To gain deeper insights into the ecological and biological features of phyllosphere microbiomes, both culture-dependent and culture-independent methods, particularly next-generation sequencing technologies, have increasingly been employed as a tool to analyze the genetic makeup of complex microbial communities¹. Those approaches provide a catalog of the microbial diversity and functional potential within a given community¹. For example, phyla such as Proteobacteria, Bacteroidetes, Firmicutes, and Actinomycetes are prevalent in Arabidopsis thaliana plants¹⁰. Notably, Proteobacteria often constitute up to half of the community composition, with Methylobacterium, plant growth-promoting bacteria, being a dominant genus in the plant phyllosphere¹¹. However, those methods have their limitations and biases. Cultivation methods offer a limited view since many microorganisms cannot be cultured in vitro¹². Traditional short-read (<500 bp) gene amplicon sequencing, typically of the variable regions of 16S rRNA genes or other single genes poses serious limitations for accurate identification¹³, i.e., the PCR-biased amplification efficiency such as primer bias. Although short-read metagenomics can reconstruct nearly complete plasmids and chromosomes¹⁴, reconstructing complex genomes remains challenging. Therefore, a large proportion of short reads that cannot be mapped to a reference genome results in the loss of potentially useful information¹⁵. In contrast, long-read metagenomics has the potential to generate longer contigs, thus improving genome reconstruction, taxonomic assignment, and revealing previously undiscovered sequences, including circular genomes and extrachromosomal elements. For instance, long-read metagenomic sequencing of the human gut microbiome has uncovered a higher number of plasmids than previously reported¹³. We anticipate that long-read metagenomics will be a valuable approach for exploring plant microbiome metagenomes.

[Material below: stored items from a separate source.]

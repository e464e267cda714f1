//! Build-time configuration
//!
//! The browser has no process environment, so the backend address is baked
//! in when the bundle is built: `VBC_API_BASE_URL=https://... trunk build`.

use vbc_client::{CheckClient, ClientConfig, DEFAULT_BASE_URL};

pub fn client_config() -> ClientConfig {
    ClientConfig::new(option_env!("VBC_API_BASE_URL").unwrap_or(DEFAULT_BASE_URL))
}

/// Client for the configured backend, or `None` if the address is unusable
pub fn build_client() -> Option<CheckClient> {
    let config = client_config();
    match CheckClient::new(&config) {
        Ok(client) => {
            tracing::info!("Using analysis API at {}", client.endpoint());
            Some(client)
        }
        Err(e) => {
            tracing::error!("Cannot build API client for {}: {}", config.base_url, e);
            None
        }
    }
}
//! Tabs and colour theme of the checker UI

use serde::{Deserialize, Serialize};

#[derive(Debug, Clone, Copy, Default, PartialEq, Eq, Serialize, Deserialize)]
#[serde(rename_all = "lowercase")]
pub enum Theme {
    #[default]
    Dark,
    Light,
}

impl Theme {
    pub fn toggle(self) -> Self {
        match self {
            Theme::Dark => Theme::Light,
            Theme::Light => Theme::Dark,
        }
    }

    pub fn is_dark(self) -> bool {
        matches!(self, Theme::Dark)
    }

    pub fn label(self) -> &'static str {
        match self {
            Theme::Dark => "Dark",
            Theme::Light => "Light",
        }
    }
}

#[derive(Debug, Clone, Copy, Default, PartialEq, Eq, Hash, Serialize, Deserialize)]
#[serde(rename_all = "lowercase")]
pub enum Tab {
    #[default]
    Verificacao,
    Dashboard,
    Historico,
    Regras,
    Arquitetura,
}

impl Tab {
    pub const ALL: [Tab; 5] = [
        Tab::Verificacao,
        Tab::Dashboard,
        Tab::Historico,
        Tab::Regras,
        Tab::Arquitetura,
    ];

    pub fn label(self) -> &'static str {
        match self {
            Tab::Verificacao => "Verificação em tempo real",
            Tab::Dashboard => "Dashboard",
            Tab::Historico => "Histórico de verificações",
            Tab::Regras => "Regras & alertas",
            Tab::Arquitetura => "Arquitetura / IA",
        }
    }

    /// Client-side route of the tab
    pub fn path(self) -> &'static str {
        match self {
            Tab::Verificacao => "/",
            Tab::Dashboard => "/dashboard",
            Tab::Historico => "/historico",
            Tab::Regras => "/regras",
            Tab::Arquitetura => "/arquitetura",
        }
    }

    /// Tab owning a route; unknown paths fall back to the checker
    pub fn from_path(path: &str) -> Self {
        let path = path.trim_end_matches('/');
        Tab::ALL
            .into_iter()
            .find(|tab| tab.path().trim_end_matches('/') == path)
            .unwrap_or_default()
    }
}

#[cfg(test)]
mod tests {
    use super::*;

    #[test]
    fn test_theme_toggle() {
        assert_eq!(Theme::default(), Theme::Dark);
        assert_eq!(Theme::Dark.toggle(), Theme::Light);
        assert!(Theme::Light.toggle().is_dark());
    }

    #[test]
    fn test_tab_routes() {
        for tab in Tab::ALL {
            assert_eq!(Tab::from_path(tab.path()), tab);
        }
        assert_eq!(Tab::from_path("/historico/"), Tab::Historico);
        assert_eq!(Tab::from_path("/nada"), Tab::Verificacao);
    }
}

Plasmids and bacteriophages have a role in shaping microbial communities by providing novel capabilities^16,17, such as the well-studied VirB/VirD4 Type 4 Secretion System (T4SS) found in both pathogenic and symbiotic bactera in plant-microbiome interactions^18,19,20,21. The VirB/VirD4 system, known for its presence on the Ti plasmid in Agrobacterium tumefaciens, enables pathogenic bacteria to invade host plants by transporting effector proteins and manipulating the host’s immune system. On the other hand, the VirB/VirD4 system in root-nodulating bacteria is involved in protein translocation and can have a host-dependent effect on symbiosis²². Cultivating bacteria from natural environments in labs is challenging, leading to reliance on metagenome assembly. However, this process is limited: the depiction of each element (chromosome, plasmid, and bacteriophage) hinges on its representation in the DNA mix and the occurrence of shared repeats among various elements^23,24. Consequently, resulting genomes assembled from elements scarce in the environment tend to be incomplete, requiring high coverage for accurate assembly²⁵. While bioinformatics tools aid in reconstructing plasmid sequences from short reads, achieving a contiguous assembly remains difficult. Despite their ecological importance, our understanding of plasmid and bacteriophage sequences from phyllosphere microbiome is still limited.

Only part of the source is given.